Ultimato, Literatura e Regicídio
Guerra Junqueiro (1850-1923), bilhete postal do início da década de 1910, editado por Rocha, Lisboa.
O Ultimato que a Inglaterra apresentou a Portugal em Janeiro de 1890 marcou indelevelmente o período que se seguiu à aclamação de D. Carlos I (1863-1908; rei, 1889-1908), surgindo como um presságio de todas as dificuldades que iriam marcar o seu reinado.
Numerosos intelectuais e artistas manifestaram o seu desagrado perante a actuação do governo português ao longo desta crise e dos momentos que se seguiram. Alfredo Keil (1850-1907) e Henrique Lopes de Mendonça (1856-1931) compuseram logo nesse ano o hino A Portuguesa, que haveria de se tornar o hino nacional após 1910. Rafael Bordalo Pinheiro (1846-1905) iniciou a produção das suas famosas cerâmicas anti-britânicas, no seguimento das caricaturas de sua autoria que já vinham abordando a situação colonial em África desde há alguns anos.
Guerra Junqueiro (1850-1923) publicou também nesse ano Finis Patriae, um livro cujo título encerra um manifesto em si mesmo. Aí se incluía o fragmento À Inglaterra, um texto escatologicamente frontal, composto logo em Fevereiro de 1890. As duas primeiras estrofes são suficientemente eloquentes sobre o tom do poema:
"Ó cínica Inglaterra, ó bêbeda impudente,
Que tens levado, tu, ao negro e à escravidão?
Chitas e hipocrisia, evangelho e aguardente,
Repartindo por todo o escuro continente
A mortalha de Cristo em tangas d'algodão.
Vendes o amor ao metro e a caridade às jardas,
E trocas o teu Deus a borracha e marfim,
Reduzindo-lhe o lenho a cronhas [sic] d'espingardas,
Convertendo-lhe o corpo em pólvora e bombardas,
Transformando-lhe o sangue em águarrás e gim!"
Três anos depois, Delfim Guimarães (1872-1933) publicou Confidências (1894), um livro onde perpassa ainda o sentimento anti-britânico mas onde se apontam essencialmente as debilidades que dilaceravam a sociedade portuguesa. Os extractos dos sonetos que a seguir se transcrevem deixam bem clara a situação deplorável em que o país se encontrava:
"SEM PÁTRIA
I
Se tu voltar puderas, meu poeta,
A contemplar a pátria decantada,
Havias de encontrá-la bem mudada.
De nobre que já foi tornou-se abjecta.
(...)
O pavilhão das quinas não batalha;
Faz hoje em dia o papel de toalha
Nas mesas avinhadas dos bretões...
(...)
V
O meu torrão natal!... Campos sem trigo...

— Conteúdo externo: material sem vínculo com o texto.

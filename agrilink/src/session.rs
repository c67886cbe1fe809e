// Copyright 2026 The Agrilink Project
// SPDX-License-Identifier: Apache-2.0

// Conversation driver.
//
// Runs one session per submitted query:
// transport -> frame parser -> decoder -> reconciliation engine.
//
// A conversation processes one session at a time (`submit` takes
// `&mut self`), so events of two sessions never reach the same message.
// Once the session is terminal the stream is still drained, but the
// engine's guard keeps content frozen.

use futures_util::StreamExt;
use std::sync::Arc;
use std::time::Duration;
use tokio::sync::mpsc;
use uuid::Uuid;

use crate::config::{Config, SessionConfig};
use crate::engine::{Effect, Phase, ReconciliationEngine};
use crate::message::{InputModality, Message, MessageId, MessageStore, StoreError};
use crate::normalize::{BlockSpacingNormalizer, Normalizer};
use crate::status::StatusTracker;
use crate::stream::{frames, Event, EventDecoder};
use crate::transport::{ConnectionError, QueryRequest, Transport};

// ---------------------------------------------------------------------------
// Outcomes and errors
// ---------------------------------------------------------------------------

/// How a session ended. Each variant names the assistant message that
/// holds the visible result.
#[derive(Debug, Clone, PartialEq)]
pub enum QueryOutcome {
    /// The orchestrator finished the exchange.
    Finalized { message_id: MessageId },
    /// The orchestrator reported an error or timed out.
    Failed { message_id: MessageId, reason: String },
    /// The exchange itself failed or ended without a terminal event.
    ConnectionError {
        message_id: MessageId,
        error: ConnectionError,
    },
}

impl QueryOutcome {
    pub fn message_id(&self) -> MessageId {
        match self {
            QueryOutcome::Finalized { message_id }
            | QueryOutcome::Failed { message_id, .. }
            | QueryOutcome::ConnectionError { message_id, .. } => *message_id,
        }
    }

    pub fn is_success(&self) -> bool {
        matches!(self, QueryOutcome::Finalized { .. })
    }
}

/// Errors that prevent a session from starting.
#[derive(Debug, thiserror::Error)]
pub enum SessionError {
    #[error("query is empty")]
    EmptyQuery,

    #[error(transparent)]
    Store(#[from] StoreError),
}

// ---------------------------------------------------------------------------
// Conversation
// ---------------------------------------------------------------------------

pub struct Conversation {
    transport: Arc<dyn Transport>,
    config: Arc<SessionConfig>,
    normalizer: Arc<dyn Normalizer>,
    decoder: EventDecoder,
    /// Synthesizes a `Timeout` event when no frame arrives in time.
    idle_timeout: Option<Duration>,
    store: MessageStore,
    status: StatusTracker,
    observer: Option<mpsc::UnboundedSender<Effect>>,
}

impl Conversation {
    pub fn new(transport: Arc<dyn Transport>, config: SessionConfig) -> Self {
        Self {
            transport,
            config: Arc::new(config),
            normalizer: Arc::new(BlockSpacingNormalizer::new()),
            decoder: EventDecoder::new(),
            idle_timeout: None,
            store: MessageStore::new(),
            status: StatusTracker::new(),
            observer: None,
        }
    }

    /// Session settings and idle timeout from a loaded config.
    pub fn from_config(transport: Arc<dyn Transport>, config: &Config) -> Self {
        let conversation = Self::new(transport, config.session.clone());
        match config.request.idle_timeout_ms {
            Some(ms) => conversation.with_idle_timeout(Duration::from_millis(ms)),
            None => conversation,
        }
    }

    pub fn with_normalizer(mut self, normalizer: Arc<dyn Normalizer>) -> Self {
        self.normalizer = normalizer;
        self
    }

    pub fn with_idle_timeout(mut self, timeout: Duration) -> Self {
        self.idle_timeout = Some(timeout);
        self
    }

    /// Receive every effect the engine applies, in order.
    pub fn with_observer(mut self, observer: mpsc::UnboundedSender<Effect>) -> Self {
        self.observer = Some(observer);
        self
    }

    pub fn messages(&self) -> &MessageStore {
        &self.store
    }

    pub fn status(&self) -> &StatusTracker {
        &self.status
    }

    /// Submit one query and run its session to the end.
    ///
    /// Appends the user message and a fresh assistant message, then
    /// folds the response stream into the assistant message. Transport
    /// failures are reported as `QueryOutcome::ConnectionError`, not as
    /// `Err`; the assistant message shows the failure either way.
    pub async fn submit(
        &mut self,
        query: &str,
        modality: InputModality,
    ) -> Result<QueryOutcome, SessionError> {
        let query = query.trim();
        if query.is_empty() {
            return Err(SessionError::EmptyQuery);
        }

        let session_id = Uuid::new_v4();
        self.status.reset();
        self.store.append(Message::user(query, modality))?;
        let message_id = self.store.append(Message::assistant())?;
        let mut engine =
            ReconciliationEngine::new(message_id, self.config.clone(), self.normalizer.clone());

        tracing::info!(%session_id, %message_id, ?modality, "query submitted");

        let chunks = match self.transport.open(&QueryRequest::new(query)).await {
            Ok(chunks) => chunks,
            Err(error) => return Ok(self.connection_failed(&mut engine, session_id, error)),
        };

        let mut frame_stream = Box::pin(frames(chunks));
        loop {
            let next = match self.idle_timeout {
                Some(limit) => match tokio::time::timeout(limit, frame_stream.next()).await {
                    Ok(next) => next,
                    Err(_) => {
                        if !engine.phase().is_terminal() {
                            tracing::warn!(
                                %session_id,
                                idle_timeout_ms = limit.as_millis() as u64,
                                "no frame within idle timeout"
                            );
                            self.feed(&mut engine, session_id, &Event::Timeout);
                        }
                        break;
                    }
                },
                None => frame_stream.next().await,
            };

            match next {
                Some(Ok(frame)) => {
                    let event = self.decoder.decode(&frame);
                    self.feed(&mut engine, session_id, &event);
                }
                Some(Err(error)) if engine.phase().is_terminal() => {
                    tracing::warn!(%session_id, error = %error, "stream failed after terminal phase");
                    break;
                }
                Some(Err(error)) => {
                    return Ok(self.connection_failed(&mut engine, session_id, error));
                }
                None => break,
            }
        }

        let outcome = match engine.phase() {
            Phase::Finalized => QueryOutcome::Finalized { message_id },
            Phase::Failed => QueryOutcome::Failed {
                message_id,
                reason: engine.state().failure_reason.clone().unwrap_or_default(),
            },
            _ => {
                return Ok(self.connection_failed(
                    &mut engine,
                    session_id,
                    ConnectionError::EndedEarly,
                ))
            }
        };

        tracing::info!(
            %session_id,
            %message_id,
            phase = %engine.phase(),
            agents_run = self.status.agents_run().len(),
            "session ended"
        );
        Ok(outcome)
    }

    /// Feed an implicit error so the message and phase reflect the failure.
    fn connection_failed(
        &mut self,
        engine: &mut ReconciliationEngine,
        session_id: Uuid,
        error: ConnectionError,
    ) -> QueryOutcome {
        tracing::warn!(%session_id, error = %error, "connection failed");
        self.feed(engine, session_id, &Event::Error(error.to_string()));
        QueryOutcome::ConnectionError {
            message_id: engine.message_id(),
            error,
        }
    }

    fn feed(&mut self, engine: &mut ReconciliationEngine, session_id: Uuid, event: &Event) {
        tracing::debug!(%session_id, event = event.name(), phase = %engine.phase(), "event received");
        let effects = engine.apply(event, &mut self.store, &mut self.status);

        if let Some(observer) = &self.observer {
            for effect in effects {
                if observer.send(effect).is_err() {
                    tracing::debug!(%session_id, "effect observer closed");
                    break;
                }
            }
        }
    }
}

Aldeias sem ninguém, despovoadas...
Tudo some o Brasil. Pelas estradas
Quantos entes sem pão, quanto mendigo!
(...)
VI
Aumenta a emigração! Barcos ingleses
Saem a barra em busca do Brasil,
Levando a bordo, aos cem, aos mil e mil
De robustos rapazes portugueses.
(...)
X
(...)
Desditoso país! Que vilipêndio!
Quanto melhor não fora que um incêndio,
Um pavoroso incêndio te arrasasse!...
Ó torpeza sem nome, ó vil torpeza!
A pátria de Camões, colónia inglesa,
A pátria de Camões, casa de passe!"
Considerando que entretanto, a 31 de Janeiro de 1891, ocorrera a revolta republicana do Porto, considerando que em meados dessa década se travavam em África, particularmente em Moçambique, combates para controlar revoltas nos territórios sob administração portuguesa, considerando que a situação económica e financeira do pais se deteriorou gravemente no início do século XX, considerando que a emigração legal atingiu o seu máximo nos primeiros anos desse século, considerando a ditadura de João Franco (1855-1929), a censura à imprensa e todo o desencanto vivido nesse início de século, torna-se evidente que a teoria da conspiração, cuidadosamente preparada e organizada e com vastos apoios, para assassinar D. Carlos I se apresenta como perfeitamente plausível e lógica. Aliás, o simbolismo da própria data do regicídio não seria alheio a uma evocação revanchista do insucesso da revolta do Porto.